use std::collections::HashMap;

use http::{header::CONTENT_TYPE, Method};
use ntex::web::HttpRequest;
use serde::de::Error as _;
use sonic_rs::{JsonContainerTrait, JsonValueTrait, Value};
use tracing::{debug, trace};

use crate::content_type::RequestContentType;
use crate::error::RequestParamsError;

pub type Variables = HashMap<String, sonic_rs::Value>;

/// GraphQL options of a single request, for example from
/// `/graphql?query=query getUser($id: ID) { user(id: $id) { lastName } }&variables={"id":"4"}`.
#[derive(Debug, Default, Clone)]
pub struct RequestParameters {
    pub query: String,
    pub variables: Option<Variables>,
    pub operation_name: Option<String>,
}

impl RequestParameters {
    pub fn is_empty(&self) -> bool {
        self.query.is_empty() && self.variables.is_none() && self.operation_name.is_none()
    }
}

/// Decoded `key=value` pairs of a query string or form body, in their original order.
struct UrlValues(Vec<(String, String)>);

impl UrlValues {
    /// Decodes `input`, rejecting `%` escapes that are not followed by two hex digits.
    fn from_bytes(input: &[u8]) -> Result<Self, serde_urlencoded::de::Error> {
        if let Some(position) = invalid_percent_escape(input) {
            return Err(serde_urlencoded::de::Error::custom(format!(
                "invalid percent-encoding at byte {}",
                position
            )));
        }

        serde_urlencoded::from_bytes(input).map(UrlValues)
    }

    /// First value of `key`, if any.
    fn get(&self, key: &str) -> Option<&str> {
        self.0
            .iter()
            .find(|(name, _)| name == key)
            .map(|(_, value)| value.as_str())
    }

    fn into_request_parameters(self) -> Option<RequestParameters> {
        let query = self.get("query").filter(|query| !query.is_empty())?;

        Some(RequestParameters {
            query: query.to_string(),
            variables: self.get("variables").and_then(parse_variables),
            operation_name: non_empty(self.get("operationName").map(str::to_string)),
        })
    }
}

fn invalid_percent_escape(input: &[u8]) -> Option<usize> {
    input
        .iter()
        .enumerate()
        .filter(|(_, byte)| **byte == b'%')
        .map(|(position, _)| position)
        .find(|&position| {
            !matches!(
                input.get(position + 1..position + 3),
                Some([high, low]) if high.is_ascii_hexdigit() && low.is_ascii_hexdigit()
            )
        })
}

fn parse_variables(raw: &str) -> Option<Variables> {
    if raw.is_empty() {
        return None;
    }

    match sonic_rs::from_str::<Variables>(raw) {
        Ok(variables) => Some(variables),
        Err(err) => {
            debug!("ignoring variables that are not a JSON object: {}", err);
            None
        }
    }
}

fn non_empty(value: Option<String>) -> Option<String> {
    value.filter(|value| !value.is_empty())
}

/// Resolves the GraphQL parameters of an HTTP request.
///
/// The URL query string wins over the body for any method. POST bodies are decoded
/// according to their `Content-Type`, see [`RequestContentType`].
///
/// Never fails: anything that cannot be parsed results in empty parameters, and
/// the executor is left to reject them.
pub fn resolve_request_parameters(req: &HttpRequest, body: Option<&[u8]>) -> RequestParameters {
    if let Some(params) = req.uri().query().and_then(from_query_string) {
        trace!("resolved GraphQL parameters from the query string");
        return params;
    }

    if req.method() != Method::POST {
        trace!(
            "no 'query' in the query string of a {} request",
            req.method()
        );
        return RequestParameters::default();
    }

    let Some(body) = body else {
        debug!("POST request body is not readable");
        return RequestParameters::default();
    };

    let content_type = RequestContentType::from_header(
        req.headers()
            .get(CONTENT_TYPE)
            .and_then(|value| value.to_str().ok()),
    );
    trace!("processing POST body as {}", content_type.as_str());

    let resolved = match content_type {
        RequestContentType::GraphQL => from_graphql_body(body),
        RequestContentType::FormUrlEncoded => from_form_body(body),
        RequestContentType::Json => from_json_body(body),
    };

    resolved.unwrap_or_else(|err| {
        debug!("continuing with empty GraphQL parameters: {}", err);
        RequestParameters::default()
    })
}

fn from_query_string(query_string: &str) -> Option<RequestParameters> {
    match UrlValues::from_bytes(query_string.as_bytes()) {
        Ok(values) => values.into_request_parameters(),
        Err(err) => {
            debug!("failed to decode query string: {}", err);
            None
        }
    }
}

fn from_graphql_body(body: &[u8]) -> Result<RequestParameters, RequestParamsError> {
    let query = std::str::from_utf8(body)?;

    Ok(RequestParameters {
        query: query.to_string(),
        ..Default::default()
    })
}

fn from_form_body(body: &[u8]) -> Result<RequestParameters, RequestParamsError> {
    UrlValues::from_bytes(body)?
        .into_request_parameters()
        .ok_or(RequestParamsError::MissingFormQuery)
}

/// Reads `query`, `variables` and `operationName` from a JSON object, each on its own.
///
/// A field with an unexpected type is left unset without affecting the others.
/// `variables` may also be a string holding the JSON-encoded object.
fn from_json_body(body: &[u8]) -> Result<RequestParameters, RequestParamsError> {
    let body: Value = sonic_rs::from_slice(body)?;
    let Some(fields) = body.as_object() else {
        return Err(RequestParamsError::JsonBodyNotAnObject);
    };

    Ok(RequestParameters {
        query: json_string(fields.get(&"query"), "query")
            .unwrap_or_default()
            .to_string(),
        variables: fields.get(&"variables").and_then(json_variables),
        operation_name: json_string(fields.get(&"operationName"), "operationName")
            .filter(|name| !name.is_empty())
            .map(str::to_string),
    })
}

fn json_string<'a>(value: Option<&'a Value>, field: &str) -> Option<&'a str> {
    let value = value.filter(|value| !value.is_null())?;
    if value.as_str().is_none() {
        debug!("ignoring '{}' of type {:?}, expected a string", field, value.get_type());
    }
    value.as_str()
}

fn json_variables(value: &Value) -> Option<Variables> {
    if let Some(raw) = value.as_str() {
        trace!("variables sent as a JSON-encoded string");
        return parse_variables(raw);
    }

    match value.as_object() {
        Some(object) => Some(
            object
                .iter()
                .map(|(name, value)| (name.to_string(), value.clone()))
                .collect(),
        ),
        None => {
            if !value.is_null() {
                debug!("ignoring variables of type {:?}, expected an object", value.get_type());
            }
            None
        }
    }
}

● ● ●

### Prompt
Report, for the data above, every line in which the string "POST" appears.

### Written answer
/// The URL query string wins over the body for any method. POST bodies are decoded
    if req.method() != Method::POST {
        debug!("POST request body is not readable");
    trace!("processing POST body as {}", content_type.as_str());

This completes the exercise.